Task brief:
Please tally the lines in the data below that include the string "STANDARD", and reply with only the total.
START Entries supplied
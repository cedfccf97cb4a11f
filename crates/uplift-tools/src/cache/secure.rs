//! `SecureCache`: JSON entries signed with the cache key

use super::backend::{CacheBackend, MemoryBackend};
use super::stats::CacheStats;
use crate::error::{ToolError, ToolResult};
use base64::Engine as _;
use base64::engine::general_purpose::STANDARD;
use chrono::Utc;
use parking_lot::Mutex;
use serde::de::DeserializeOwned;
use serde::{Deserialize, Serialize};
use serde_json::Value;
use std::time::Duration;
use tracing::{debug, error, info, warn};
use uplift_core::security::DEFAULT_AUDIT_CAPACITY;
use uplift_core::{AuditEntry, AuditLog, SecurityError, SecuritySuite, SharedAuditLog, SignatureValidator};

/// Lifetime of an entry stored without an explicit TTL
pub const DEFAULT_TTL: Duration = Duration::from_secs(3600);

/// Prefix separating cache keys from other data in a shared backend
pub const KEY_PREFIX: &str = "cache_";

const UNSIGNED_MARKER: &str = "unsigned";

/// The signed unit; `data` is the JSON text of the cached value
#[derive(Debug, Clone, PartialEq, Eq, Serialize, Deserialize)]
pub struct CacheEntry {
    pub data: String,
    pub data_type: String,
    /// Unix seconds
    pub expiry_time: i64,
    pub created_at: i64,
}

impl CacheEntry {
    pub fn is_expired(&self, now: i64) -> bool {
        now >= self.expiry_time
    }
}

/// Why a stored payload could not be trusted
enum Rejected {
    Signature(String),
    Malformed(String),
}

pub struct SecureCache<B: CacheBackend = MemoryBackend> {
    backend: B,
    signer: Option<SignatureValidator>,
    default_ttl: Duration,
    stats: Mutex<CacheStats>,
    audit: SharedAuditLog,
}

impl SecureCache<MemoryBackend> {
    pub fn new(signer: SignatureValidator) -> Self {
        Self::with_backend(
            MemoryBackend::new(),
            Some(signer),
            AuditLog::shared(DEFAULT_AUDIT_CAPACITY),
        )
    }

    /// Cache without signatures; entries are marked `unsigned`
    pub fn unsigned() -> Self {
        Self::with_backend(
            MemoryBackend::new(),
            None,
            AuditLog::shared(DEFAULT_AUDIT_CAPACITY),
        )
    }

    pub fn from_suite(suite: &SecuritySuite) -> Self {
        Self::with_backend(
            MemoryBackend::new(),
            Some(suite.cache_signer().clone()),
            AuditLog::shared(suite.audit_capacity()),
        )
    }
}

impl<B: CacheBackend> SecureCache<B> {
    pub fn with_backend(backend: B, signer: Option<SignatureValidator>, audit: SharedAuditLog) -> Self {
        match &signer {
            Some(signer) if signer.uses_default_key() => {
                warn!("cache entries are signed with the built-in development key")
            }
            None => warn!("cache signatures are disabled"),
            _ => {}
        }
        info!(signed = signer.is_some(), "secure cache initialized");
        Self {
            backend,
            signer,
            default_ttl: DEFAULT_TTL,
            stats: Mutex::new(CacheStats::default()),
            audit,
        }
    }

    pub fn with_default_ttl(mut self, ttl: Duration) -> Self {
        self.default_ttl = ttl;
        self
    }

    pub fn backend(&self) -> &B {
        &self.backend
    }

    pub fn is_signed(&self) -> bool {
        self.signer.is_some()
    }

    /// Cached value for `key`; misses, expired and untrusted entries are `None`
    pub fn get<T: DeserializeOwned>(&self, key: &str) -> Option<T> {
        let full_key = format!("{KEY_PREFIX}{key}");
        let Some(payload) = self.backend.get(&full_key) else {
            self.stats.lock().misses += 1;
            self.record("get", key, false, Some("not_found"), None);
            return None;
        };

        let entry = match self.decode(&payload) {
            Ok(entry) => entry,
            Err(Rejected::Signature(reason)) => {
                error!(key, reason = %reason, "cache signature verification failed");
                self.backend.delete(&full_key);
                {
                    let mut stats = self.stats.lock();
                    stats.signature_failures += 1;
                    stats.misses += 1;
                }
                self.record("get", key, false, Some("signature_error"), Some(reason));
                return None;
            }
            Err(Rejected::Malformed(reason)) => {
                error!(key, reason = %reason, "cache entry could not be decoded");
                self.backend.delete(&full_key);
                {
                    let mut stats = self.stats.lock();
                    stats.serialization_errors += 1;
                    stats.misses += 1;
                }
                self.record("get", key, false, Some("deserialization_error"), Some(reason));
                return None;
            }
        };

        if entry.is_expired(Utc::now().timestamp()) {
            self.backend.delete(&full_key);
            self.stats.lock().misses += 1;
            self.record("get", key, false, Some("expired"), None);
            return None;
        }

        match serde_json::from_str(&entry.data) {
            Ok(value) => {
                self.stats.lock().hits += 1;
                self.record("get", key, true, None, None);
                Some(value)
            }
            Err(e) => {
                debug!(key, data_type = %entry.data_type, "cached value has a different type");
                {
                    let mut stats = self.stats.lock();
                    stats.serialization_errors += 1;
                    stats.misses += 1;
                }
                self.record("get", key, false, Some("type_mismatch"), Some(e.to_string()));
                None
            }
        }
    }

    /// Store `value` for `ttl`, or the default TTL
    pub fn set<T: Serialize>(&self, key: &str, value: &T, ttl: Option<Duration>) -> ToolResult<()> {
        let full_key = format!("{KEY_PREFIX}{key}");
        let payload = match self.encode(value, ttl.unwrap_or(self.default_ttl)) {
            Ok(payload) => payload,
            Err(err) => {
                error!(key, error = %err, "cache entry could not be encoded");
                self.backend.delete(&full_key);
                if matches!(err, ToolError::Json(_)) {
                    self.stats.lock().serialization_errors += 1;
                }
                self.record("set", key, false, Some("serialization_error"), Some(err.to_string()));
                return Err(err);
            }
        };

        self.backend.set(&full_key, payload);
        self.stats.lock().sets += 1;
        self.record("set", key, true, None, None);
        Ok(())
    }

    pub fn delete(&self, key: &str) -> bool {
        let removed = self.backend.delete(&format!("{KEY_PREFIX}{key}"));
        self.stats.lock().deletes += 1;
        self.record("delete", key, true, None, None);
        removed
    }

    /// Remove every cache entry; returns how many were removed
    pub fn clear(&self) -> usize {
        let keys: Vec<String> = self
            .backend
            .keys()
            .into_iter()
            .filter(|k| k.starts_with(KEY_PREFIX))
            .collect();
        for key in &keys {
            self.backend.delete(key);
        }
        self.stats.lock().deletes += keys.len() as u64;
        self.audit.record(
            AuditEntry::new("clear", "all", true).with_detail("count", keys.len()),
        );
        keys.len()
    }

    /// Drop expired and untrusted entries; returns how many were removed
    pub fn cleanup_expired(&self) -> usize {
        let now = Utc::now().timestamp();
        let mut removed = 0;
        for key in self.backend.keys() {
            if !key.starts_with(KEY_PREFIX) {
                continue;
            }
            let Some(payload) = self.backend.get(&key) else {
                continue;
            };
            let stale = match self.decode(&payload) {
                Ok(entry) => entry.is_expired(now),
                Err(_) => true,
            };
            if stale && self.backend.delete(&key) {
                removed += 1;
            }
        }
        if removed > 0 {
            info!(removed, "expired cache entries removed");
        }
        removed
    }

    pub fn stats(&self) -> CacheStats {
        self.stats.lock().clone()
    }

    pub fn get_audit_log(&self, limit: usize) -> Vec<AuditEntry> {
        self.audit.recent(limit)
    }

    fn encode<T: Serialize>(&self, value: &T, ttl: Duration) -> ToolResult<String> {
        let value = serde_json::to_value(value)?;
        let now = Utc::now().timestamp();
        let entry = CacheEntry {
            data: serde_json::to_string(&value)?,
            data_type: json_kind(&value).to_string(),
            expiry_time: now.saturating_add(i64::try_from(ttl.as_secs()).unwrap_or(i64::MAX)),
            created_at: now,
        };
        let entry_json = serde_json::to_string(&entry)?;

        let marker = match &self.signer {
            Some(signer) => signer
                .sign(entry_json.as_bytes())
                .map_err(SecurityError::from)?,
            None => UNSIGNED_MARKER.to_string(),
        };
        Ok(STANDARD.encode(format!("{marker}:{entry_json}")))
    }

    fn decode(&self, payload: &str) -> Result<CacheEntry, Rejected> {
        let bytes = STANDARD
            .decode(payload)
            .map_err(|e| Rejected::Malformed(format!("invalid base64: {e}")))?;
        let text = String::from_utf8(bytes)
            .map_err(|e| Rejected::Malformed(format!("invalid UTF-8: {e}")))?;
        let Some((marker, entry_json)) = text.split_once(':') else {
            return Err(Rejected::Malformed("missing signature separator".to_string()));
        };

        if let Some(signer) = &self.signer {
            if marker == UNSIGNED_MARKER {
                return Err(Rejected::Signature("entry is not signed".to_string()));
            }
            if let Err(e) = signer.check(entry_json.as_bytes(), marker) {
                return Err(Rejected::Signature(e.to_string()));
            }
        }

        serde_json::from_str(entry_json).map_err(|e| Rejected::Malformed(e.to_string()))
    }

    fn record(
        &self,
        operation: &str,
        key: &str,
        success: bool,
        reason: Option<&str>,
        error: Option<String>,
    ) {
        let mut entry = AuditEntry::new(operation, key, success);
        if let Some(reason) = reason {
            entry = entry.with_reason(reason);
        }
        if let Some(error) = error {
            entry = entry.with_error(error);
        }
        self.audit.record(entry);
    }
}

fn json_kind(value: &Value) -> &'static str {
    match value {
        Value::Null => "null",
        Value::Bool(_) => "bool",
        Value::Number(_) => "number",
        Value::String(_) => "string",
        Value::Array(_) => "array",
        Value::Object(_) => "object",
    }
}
END Entries supplied
Expected output:
3